Analía entró en la habitación bruscamente, apenas se podía sostener en pie, Clara que la estaba esperando mientras limpiaba su cámara y el teleobjetivo nuevo, viendo cómo se tambaleaba se apresuró a dejar con cuidado todo sobre la mesa y solícita se acercó a sostenerla justo antes que se desvaneciera, con apenas tiempo a oír que la alterada voz de Clara casi le gritaba

— ¡Analía, Analía!

Analía y Carla estaban en Misiones cubriendo un trabajo para su canal youtuber, el guión que habían trazado se llamaba: “Sobre los pasos de Quiroga” y era un buen trabajo, sin demasiadas pretensiones sobre el escritor, por eso estaban alojadas en aquel hostel a mitad de camino entre la casa museo y las Ruinas que supieron ser otra de sus obsesiones.

 

Al noreste de la Argentina hay una región rica, frondosa y aún no del todo desvelada, su tierra es profusamente roja y su vegetación verde brillante, eso asombra  a cualquier visitante que llega ávido de agua, piedra, vegetación, misterio. Pero la selva es mucho más que eso y no todos están preparados para ir a su encuentro.

 

Cuando Analía abrió los ojos lo primero que vió fue como en cámara lenta. Clara se ponía en pie. Un hombre apuesto  formal se acercaba a mirarla con atención, su amiga le tomaba la mano y él le hablaba

— Cómo se siente

— Me duele la cabeza

— Ha sufrido usted un desmayo. Le voy a hacer un par de preguntas, si no las puede contestar no se preocupe, es simple rutina.

— ¿Cuál es su nombre?

— Analía Martinez

— ¿Qué edad tiene?

— Veinticinco.

— ¿Dónde estamos?

— En el Sihostel en San Ignacio, Misiones.

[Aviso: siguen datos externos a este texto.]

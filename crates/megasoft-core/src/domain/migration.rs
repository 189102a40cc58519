//! Schema migration descriptors.
//!
//! These describe migration history independently of the engine that
//! applies the scripts.

use chrono::{DateTime, Utc};
use serde::{Deserialize, Serialize};
use std::fmt;

/// State of a single migration relative to the database history.
#[derive(Debug, Clone, Copy, PartialEq, Eq, Serialize, Deserialize)]
#[serde(rename_all = "snake_case")]
pub enum MigrationState {
    /// Resolved but not yet applied.
    Pending,
    /// Applied successfully and matches the resolved script.
    Success,
    /// Recorded in history as failed.
    Failed,
    /// Applied, but no script with this version can be resolved anymore.
    Missing,
    /// Applied, but the resolved script has changed since.
    Outdated,
}

impl MigrationState {
    /// Canonical upper-case name, as printed in info tables.
    pub const fn as_str(self) -> &'static str {
        match self {
            Self::Pending => "PENDING",
            Self::Success => "SUCCESS",
            Self::Failed => "FAILED",
            Self::Missing => "MISSING",
            Self::Outdated => "OUTDATED",
        }
    }

    /// Whether this state blocks validation.
    pub const fn is_invalid(self) -> bool {
        matches!(self, Self::Failed | Self::Missing | Self::Outdated)
    }
}

impl fmt::Display for MigrationState {
    fn fmt(&self, f: &mut fmt::Formatter<'_>) -> fmt::Result {
        f.write_str(self.as_str())
    }
}

/// One row of migration info.
#[derive(Debug, Clone, PartialEq, Eq, Serialize, Deserialize)]
pub struct MigrationInfo {
    pub version: i64,
    pub description: String,
    pub state: MigrationState,
    /// When the migration was applied, if it was.
    pub installed_on: Option<DateTime<Utc>>,
    /// How long the migration took, if it was applied.
    pub execution_time_ms: Option<i64>,
}

/// Outcome of a migrate run.
#[derive(Debug, Clone, Default, PartialEq, Eq, Serialize, Deserialize)]
pub struct MigrationReport {
    /// Versions applied by this run, in order.
    pub applied: Vec<i64>,
    /// Highest successfully applied version after the run.
    pub current_version: Option<i64>,
}

impl MigrationReport {
    pub fn applied_count(&self) -> usize {
        self.applied.len()
    }
}

/// Outcome of a clean run.
#[derive(Debug, Clone, Default, PartialEq, Eq, Serialize, Deserialize)]
pub struct CleanReport {
    /// Names of dropped schema objects.
    pub dropped: Vec<String>,
}

#[cfg(test)]
mod tests {
    use super::*;

    #[test]
    fn test_state_names() {
        assert_eq!(MigrationState::Pending.to_string(), "PENDING");
        assert_eq!(MigrationState::Success.to_string(), "SUCCESS");
        assert_eq!(MigrationState::Outdated.to_string(), "OUTDATED");
    }

    #[test]
    fn test_invalid_states() {
        assert!(!MigrationState::Pending.is_invalid());
        assert!(!MigrationState::Success.is_invalid());
        assert!(MigrationState::Failed.is_invalid());
        assert!(MigrationState::Missing.is_invalid());
        assert!(MigrationState::Outdated.is_invalid());
    }
}
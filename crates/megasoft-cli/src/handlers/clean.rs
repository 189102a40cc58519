//! Clean command handler.

use crate::bootstrap::CliContext;
use crate::error::CliError;

/// Drop every schema object, migration history included.
pub async fn execute(ctx: &CliContext) -> Result<(), CliError> {
    let report = ctx.app().migrations().clean_database().await?;

    if report.dropped.is_empty() {
        println!("Nothing to clean.");
    } else {
        println!(
            "Dropped {} object(s): {}",
            report.dropped.len(),
            report.dropped.join(", ")
        );
    }
    Ok(())
}
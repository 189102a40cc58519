//! Client command handlers.

use crate::bootstrap::CliContext;
use crate::client_commands::ClientCommand;
use crate::error::CliError;
use crate::presentation::print_clients;

/// Execute a client subcommand.
///
/// The schema must already be migrated; otherwise this fails before
/// touching any data.
pub async fn execute(ctx: &CliContext, command: ClientCommand) -> Result<(), CliError> {
    let clients = ctx.app().clients().await?;

    match command {
        ClientCommand::Create { name } => {
            let id = clients.create(&name).await?;
            println!("{id}");
        }
        ClientCommand::Get { id } => {
            println!("{}", clients.get_by_id(id).await?);
        }
        ClientCommand::Rename { id, name } => {
            clients.set_name(id, &name).await?;
            println!("Client {id} renamed to '{name}'.");
        }
        ClientCommand::Delete { id } => {
            clients.delete_by_id(id).await?;
            println!("Client {id} deleted.");
        }
        ClientCommand::List { json } => {
            let all = clients.list_all().await?;
            if json {
                println!("{}", serde_json::to_string_pretty(&all)?);
            } else {
                print_clients(&all);
            }
        }
    }

    Ok(())
}
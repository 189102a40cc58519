//! Core domain types, ports and services for megasoft.
//!
//! This crate has no storage dependencies. Adapters (`megasoft-db`,
//! `megasoft-cli`) implement the ports defined here and compose the
//! services at their entry points.
#![deny(unused_crate_dependencies)]

pub mod config;
pub mod domain;
pub mod paths;
pub mod ports;
pub mod services;

// Re-export commonly used types for convenience
pub use config::DatabaseConfig;
pub use domain::{
    CLIENT_NAME_MAX_LEN, CLIENT_NAME_MIN_LEN, CleanReport, Client, MigrationInfo,
    MigrationReport, MigrationState, validate_client_name,
};
pub use ports::{
    ClientRepository, CoreError, MigrationError, MigrationPort, Repos, RepositoryError,
};
pub use services::{AppCore, ClientService, MigrationService};

// Re-export path utilities
pub use paths::{PathError, data_root, database_path, normalize_user_path};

— Muy bien, ahora va a hacer lo que yo le diga.

En tanto el médico hacía mirar a Analía a uno u otro lado, señalar y tocarse la nariz, Clara miraba por la ventana de la habitación, veía que ya era de noche  y la persistente tormenta.

El hombre dejó a Clara un par de blisters y las indicaciones de lo que debía hacer en caso que Analía presentara algún otro tipo de síntomas. Atribuyó su situación al calor, le dejó su tarjeta personal y le indicó que de cualquier manera en el hostel tenían su número, que no dudara en llamarlo.

Tras cerrar la puerta Clara se acercó hasta la cama desde la que su amiga perdía la mirada en el ojo oscuro que era la ventana.

— Vaya susto. — Dijo Clara como para comenzar una charla.

Analía la miró dubitativa y sin hacer comentario volvió a mirar hacia la ventana.

— Bueno, que si no tienes ganas de hablar, no te fuerces. Quieres una sopa o un té, dijo el médico que no es conveniente que comas demasiado. Voy a hacerme una sopa y…

— No fue el calor.

— Cómo dices

— Que estoy bien, que no fue el calor, no sé qué fue. Pero me acuerdo de todo lo que pasó

— Y ¿qué ha sido lo que ha pasado?, —estás pálida.

Analía dejó de mirar por la ventana y miró directo a los ojos de Clara.

— Antes de contarte me tienes que prometer que guardaras el secreto. Y que nunca más hablaremos del tema.

— Si, por supuesto, ¿pero que ha sido tan grave para que lo digas así?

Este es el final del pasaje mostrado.